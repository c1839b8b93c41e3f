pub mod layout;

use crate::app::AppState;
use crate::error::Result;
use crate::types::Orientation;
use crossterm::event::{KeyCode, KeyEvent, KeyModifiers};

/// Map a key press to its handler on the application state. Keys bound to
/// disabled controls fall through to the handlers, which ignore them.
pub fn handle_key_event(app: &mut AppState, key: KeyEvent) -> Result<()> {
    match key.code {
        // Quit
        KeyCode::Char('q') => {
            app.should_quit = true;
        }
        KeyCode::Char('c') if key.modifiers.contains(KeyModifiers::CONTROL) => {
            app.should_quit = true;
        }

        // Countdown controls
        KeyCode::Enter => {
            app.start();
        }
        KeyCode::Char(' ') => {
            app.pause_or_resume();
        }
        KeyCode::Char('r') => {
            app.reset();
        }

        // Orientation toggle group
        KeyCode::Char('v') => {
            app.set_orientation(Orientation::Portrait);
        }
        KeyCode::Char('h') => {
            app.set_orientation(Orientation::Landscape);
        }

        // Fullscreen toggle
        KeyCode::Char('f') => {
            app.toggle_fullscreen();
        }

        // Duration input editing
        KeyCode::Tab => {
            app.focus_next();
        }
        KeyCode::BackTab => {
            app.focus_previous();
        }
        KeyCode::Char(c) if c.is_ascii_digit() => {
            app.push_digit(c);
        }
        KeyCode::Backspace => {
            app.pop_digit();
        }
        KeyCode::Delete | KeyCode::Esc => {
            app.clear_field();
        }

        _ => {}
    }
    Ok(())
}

* * *

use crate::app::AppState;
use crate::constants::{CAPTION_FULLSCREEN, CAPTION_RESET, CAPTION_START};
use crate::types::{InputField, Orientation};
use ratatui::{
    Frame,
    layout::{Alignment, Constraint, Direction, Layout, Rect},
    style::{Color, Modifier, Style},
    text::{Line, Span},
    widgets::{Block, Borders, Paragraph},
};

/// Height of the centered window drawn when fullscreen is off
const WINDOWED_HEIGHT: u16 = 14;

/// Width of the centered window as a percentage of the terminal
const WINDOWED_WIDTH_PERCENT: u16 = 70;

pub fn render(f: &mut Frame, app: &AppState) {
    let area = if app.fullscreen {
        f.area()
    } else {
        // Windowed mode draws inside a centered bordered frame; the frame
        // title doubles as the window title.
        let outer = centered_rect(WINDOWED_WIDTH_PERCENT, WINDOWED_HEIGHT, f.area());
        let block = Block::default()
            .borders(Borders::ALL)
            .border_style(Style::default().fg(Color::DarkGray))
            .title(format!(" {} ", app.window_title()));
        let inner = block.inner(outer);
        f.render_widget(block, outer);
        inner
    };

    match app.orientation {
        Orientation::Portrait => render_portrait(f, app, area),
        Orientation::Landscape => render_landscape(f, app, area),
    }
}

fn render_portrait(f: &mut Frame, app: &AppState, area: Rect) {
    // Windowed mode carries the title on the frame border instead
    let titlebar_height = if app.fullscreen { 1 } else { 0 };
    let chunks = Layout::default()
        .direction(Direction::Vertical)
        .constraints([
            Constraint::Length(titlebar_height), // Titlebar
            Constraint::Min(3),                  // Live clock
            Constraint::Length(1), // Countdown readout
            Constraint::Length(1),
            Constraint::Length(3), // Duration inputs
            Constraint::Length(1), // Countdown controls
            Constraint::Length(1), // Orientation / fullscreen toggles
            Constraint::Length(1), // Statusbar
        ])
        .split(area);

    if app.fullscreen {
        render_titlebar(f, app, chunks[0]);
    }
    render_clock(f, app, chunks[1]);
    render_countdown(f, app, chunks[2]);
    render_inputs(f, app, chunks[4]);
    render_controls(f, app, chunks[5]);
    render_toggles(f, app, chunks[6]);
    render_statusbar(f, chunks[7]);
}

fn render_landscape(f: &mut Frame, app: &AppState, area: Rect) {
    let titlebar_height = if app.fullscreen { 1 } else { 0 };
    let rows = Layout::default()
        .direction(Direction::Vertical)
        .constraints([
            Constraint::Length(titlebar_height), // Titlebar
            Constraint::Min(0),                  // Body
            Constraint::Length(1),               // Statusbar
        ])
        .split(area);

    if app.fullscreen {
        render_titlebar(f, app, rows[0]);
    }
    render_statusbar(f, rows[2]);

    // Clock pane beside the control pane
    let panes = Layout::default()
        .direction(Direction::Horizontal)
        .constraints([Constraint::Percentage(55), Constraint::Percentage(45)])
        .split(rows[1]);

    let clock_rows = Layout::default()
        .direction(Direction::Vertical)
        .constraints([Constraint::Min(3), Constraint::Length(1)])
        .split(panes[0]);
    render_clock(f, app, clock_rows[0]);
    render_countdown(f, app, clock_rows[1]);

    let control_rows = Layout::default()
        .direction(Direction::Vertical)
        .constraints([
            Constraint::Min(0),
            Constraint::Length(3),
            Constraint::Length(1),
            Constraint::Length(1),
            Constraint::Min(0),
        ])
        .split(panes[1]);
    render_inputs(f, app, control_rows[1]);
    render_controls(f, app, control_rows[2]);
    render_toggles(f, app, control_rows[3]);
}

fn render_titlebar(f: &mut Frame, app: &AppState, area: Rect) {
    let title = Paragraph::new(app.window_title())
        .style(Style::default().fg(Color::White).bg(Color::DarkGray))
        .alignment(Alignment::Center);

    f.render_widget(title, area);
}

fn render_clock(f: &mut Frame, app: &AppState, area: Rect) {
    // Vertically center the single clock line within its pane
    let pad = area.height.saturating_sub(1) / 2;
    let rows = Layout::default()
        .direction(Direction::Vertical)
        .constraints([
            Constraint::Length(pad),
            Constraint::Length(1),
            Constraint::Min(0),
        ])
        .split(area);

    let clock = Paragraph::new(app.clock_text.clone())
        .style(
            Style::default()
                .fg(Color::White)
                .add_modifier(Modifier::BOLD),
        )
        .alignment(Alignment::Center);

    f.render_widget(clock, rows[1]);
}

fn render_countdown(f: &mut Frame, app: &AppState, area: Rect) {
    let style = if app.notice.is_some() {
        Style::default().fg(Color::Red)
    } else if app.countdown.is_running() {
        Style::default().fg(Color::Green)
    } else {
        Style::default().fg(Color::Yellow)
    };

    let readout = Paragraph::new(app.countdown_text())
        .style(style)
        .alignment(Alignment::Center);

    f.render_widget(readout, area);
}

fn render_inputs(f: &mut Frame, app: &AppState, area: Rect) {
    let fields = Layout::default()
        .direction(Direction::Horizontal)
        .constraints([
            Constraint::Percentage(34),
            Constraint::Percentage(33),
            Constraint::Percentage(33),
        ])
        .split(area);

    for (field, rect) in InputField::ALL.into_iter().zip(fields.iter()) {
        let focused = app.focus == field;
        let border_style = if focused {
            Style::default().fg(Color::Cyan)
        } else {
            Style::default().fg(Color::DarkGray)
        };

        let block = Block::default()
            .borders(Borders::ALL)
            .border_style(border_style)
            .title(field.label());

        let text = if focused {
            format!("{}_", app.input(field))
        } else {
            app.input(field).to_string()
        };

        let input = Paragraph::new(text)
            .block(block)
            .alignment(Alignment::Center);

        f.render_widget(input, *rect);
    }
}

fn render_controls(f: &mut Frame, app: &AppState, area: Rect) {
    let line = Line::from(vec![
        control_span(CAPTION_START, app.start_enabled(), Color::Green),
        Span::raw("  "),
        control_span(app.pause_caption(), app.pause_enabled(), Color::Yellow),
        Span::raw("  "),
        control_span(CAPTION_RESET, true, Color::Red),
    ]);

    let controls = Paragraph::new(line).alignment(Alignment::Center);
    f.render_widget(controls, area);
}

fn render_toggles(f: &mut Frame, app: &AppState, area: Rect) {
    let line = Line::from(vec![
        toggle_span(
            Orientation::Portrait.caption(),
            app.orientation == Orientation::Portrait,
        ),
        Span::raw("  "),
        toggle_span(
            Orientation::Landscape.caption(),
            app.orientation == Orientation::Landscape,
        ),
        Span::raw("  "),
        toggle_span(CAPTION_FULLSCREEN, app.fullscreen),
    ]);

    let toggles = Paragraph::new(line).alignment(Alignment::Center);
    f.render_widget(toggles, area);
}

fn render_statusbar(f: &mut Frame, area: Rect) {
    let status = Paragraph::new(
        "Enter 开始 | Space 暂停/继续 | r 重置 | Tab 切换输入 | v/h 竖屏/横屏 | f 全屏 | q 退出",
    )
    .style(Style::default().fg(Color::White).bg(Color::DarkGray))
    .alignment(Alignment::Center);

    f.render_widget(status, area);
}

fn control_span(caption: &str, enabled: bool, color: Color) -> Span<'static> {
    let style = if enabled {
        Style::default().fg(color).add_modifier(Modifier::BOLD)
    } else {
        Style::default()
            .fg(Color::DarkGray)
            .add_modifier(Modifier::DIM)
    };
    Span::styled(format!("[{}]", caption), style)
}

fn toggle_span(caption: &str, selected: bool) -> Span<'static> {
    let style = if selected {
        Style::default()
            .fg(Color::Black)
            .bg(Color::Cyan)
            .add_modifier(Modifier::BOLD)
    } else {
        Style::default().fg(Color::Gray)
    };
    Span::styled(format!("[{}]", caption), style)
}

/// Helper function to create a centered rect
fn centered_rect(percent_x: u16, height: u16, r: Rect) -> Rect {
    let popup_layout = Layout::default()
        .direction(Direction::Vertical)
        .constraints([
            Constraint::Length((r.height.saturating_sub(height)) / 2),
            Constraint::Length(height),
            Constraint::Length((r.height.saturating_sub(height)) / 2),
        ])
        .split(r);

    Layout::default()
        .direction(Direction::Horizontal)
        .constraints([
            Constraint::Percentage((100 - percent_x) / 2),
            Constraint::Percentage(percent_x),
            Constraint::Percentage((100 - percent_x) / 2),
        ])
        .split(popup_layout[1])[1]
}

◆ Exercise directions
Everything from the line containing "repository c1839b8b93c41e3f" through the line containing "Orientation toggle group" in the material above should be retyped exactly, both ends included, and nothing more.

◆ Answer box
repository c1839b8b93c41e3f
pub mod layout;

use crate::app::AppState;
use crate::error::Result;
use crate::types::Orientation;
use crossterm::event::{KeyCode, KeyEvent, KeyModifiers};

/// Map a key press to its handler on the application state. Keys bound to
/// disabled controls fall through to the handlers, which ignore them.
pub fn handle_key_event(app: &mut AppState, key: KeyEvent) -> Result<()> {
    match key.code {
        // Quit
        KeyCode::Char('q') => {
            app.should_quit = true;
        }
        KeyCode::Char('c') if key.modifiers.contains(KeyModifiers::CONTROL) => {
            app.should_quit = true;
        }

        // Countdown controls
        KeyCode::Enter => {
            app.start();
        }
        KeyCode::Char(' ') => {
            app.pause_or_resume();
        }
        KeyCode::Char('r') => {
            app.reset();
        }

        // Orientation toggle group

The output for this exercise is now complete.